EXERCISE GOAL: Print the data below exactly, but only the lines from the one containing "Map a non-2xx" down to the one containing "let body = body.trim();", inclusive.

(Recorded data)
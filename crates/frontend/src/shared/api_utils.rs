//! API utilities for frontend-backend communication
//!
//! Provides the API base URL, shared constants and the mapping of non-2xx
//! responses to [`ApiError`].

use contracts::shared::{ApiError, StandardResponse};
use gloo_net::http::Response;

/// Orders per page on "My orders"
pub const MY_ORDERS_PAGE_SIZE: usize = 3;

/// Shown when a product has no image or the image fails to load
pub const PLACEHOLDER_IMAGE: &str = "/placeholder.jpg";

/// Get the base URL for API requests
///
/// `ARTSHOP_API_BASE` set at build time wins; otherwise requests go to the
/// origin that served the page (the dev server proxies `/api`).
///
/// # Returns
/// - API base URL like "http://localhost:8080", without trailing slash
/// - Empty string if window is not available (relative URLs)
pub fn api_base() -> String {
    if let Some(base) = option_env!("ARTSHOP_API_BASE") {
        return base.trim_end_matches('/').to_string();
    }
    web_sys::window()
        .and_then(|w| w.location().origin().ok())
        .unwrap_or_default()
}

/// Build a full API URL from a path
///
/// # Example
/// ```rust,ignore
/// let url = api_url("/api/orders/42");
/// ```
pub fn api_url(path: &str) -> String {
    format!("{}{}", api_base(), path)
}

/// Path of a product thumbnail, or the placeholder when none is known
///
/// Image paths come from the backend with a leading slash
/// (`/product_media/x.png`) but are accepted without one too.
pub fn product_image_path(image_path: Option<&str>) -> String {
    match image_path.map(str::trim).filter(|p| !p.is_empty()) {
        Some(path) if path.starts_with('/') => format!("/api/product{}", path),
        Some(path) => format!("/api/product/{}", path),
        None => PLACEHOLDER_IMAGE.to_string(),
    }
}

/// Console log level for the build profile
pub fn log_level() -> log::Level {
    if cfg!(debug_assertions) {
        log::Level::Debug
    } else {
        log::Level::Info
    }
}

/// Map a non-2xx body to an [`ApiError`]
///
/// The backend wraps errors in `{message, status}`; its message is kept
/// verbatim. Plain-text bodies are used as-is, anything else (empty, HTML
/// error pages) falls back to `fallback`.
pub fn status_error(status: u16, body: &str, fallback: &str) -> ApiError {
    let body = body.trim();
    let message = match serde_json::from_str::<StandardResponse<serde_json::Value>>(body) {
        Ok(envelope) => envelope.message().map(str::to_string),
        Err(_) if !body.is_empty() && !body.starts_with('<') && !body.starts_with('{') => {
            Some(body.to_string())
        }
        Err(_) => None,
    };
    ApiError::Status {
        status,
        message: message.unwrap_or_else(|| fallback.to_string()),
    }
}

/// Read a failed response into an [`ApiError`]
pub async fn error_from_response(response: Response, fallback: &str) -> ApiError {
    let status = response.status();
    let body = response.text().await.unwrap_or_default();
    log::warn!("{} {} -> {}", fallback, response.url(), status);
    status_error(status, &body, fallback)
}

#[cfg(test)]
mod tests {
    use super::*;

    #[test]
    fn test_product_image_path() {
        assert_eq!(
            product_image_path(Some("/product_media/a.png")),
            "/api/product/product_media/a.png"
        );
        assert_eq!(product_image_path(Some("a.png")), "/api/product/a.png");
        assert_eq!(product_image_path(Some("  ")), PLACEHOLDER_IMAGE);
        assert_eq!(product_image_path(None), PLACEHOLDER_IMAGE);
    }

    #[test]
    fn test_status_error_uses_backend_message() {
        let err = status_error(
            400,
            r#"{"message":"Order is not eligible for return","status":400}"#,
            "Failed to create return request",
        );
        assert_eq!(err.user_message(), "Order is not eligible for return");
        assert_eq!(err.status(), Some(400));
    }

    #[test]
    fn test_status_error_plain_text_and_fallback() {
        let plain = status_error(500, "Internal failure", "fallback");
        assert_eq!(plain.user_message(), "Internal failure");

        let html = status_error(502, "<html>Bad gateway</html>", "fallback");
        assert_eq!(html.user_message(), "fallback");

        let empty = status_error(404, "", "fallback");
        assert_eq!(empty.user_message(), "fallback");

        let blank_json = status_error(403, r#"{"message":"","status":403}"#, "fallback");
        assert_eq!(blank_json.user_message(), "fallback");
    }
}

EXERCISE OUTPUT:
/// Map a non-2xx body to an [`ApiError`]
///
/// The backend wraps errors in `{message, status}`; its message is kept
/// verbatim. Plain-text bodies are used as-is, anything else (empty, HTML
/// error pages) falls back to `fallback`.
pub fn status_error(status: u16, body: &str, fallback: &str) -> ApiError {
    let body = body.trim();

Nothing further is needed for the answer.